Material for the task =>
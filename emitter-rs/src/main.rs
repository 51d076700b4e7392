//! Main entry point for the emitter-rs CLI

mod cli;
mod commands;
mod scenario;
mod utils;

use anyhow::Result;
use clap::CommandFactory;
use clap::Parser;
use clap_complete::{Generator, generate};
use std::io;

use crate::cli::{Cli, Commands};

fn main() -> Result<()> {
    // Initialize logger
    env_logger::Builder::from_env(env_logger::Env::default().default_filter_or("warn")).init();

    // Parse command line arguments
    let cli = Cli::parse();

    // Set verbosity
    if cli.verbose > 0 {
        log::set_max_level(match cli.verbose {
            1 => log::LevelFilter::Info,
            2 => log::LevelFilter::Debug,
            _ => log::LevelFilter::Trace,
        });
    } else if cli.quiet {
        log::set_max_level(log::LevelFilter::Error);
    }

    // Execute command
    match cli.command {
        Commands::Simulate(args) => commands::simulate::execute(args, cli.quiet),
        Commands::Inspect(args) => commands::inspect::execute(args),
        Commands::Completions { shell } => {
            print_completions(shell, &mut Cli::command());
            Ok(())
        }
    }
}

fn print_completions<G: Generator>(generator: G, cmd: &mut clap::Command) {
    generate(
        generator,
        cmd,
        cmd.get_name().to_string(),
        &mut io::stdout(),
    );
}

Task requirements =>
The assignment is to restate, word for word, each line from the one containing "fn print_completions<G: Generator>(generator: G, cmd: &mut" through the final line of the material above.

Response area =>
fn print_completions<G: Generator>(generator: G, cmd: &mut clap::Command) {
    generate(
        generator,
        cmd,
        cmd.get_name().to_string(),
        &mut io::stdout(),
    );
}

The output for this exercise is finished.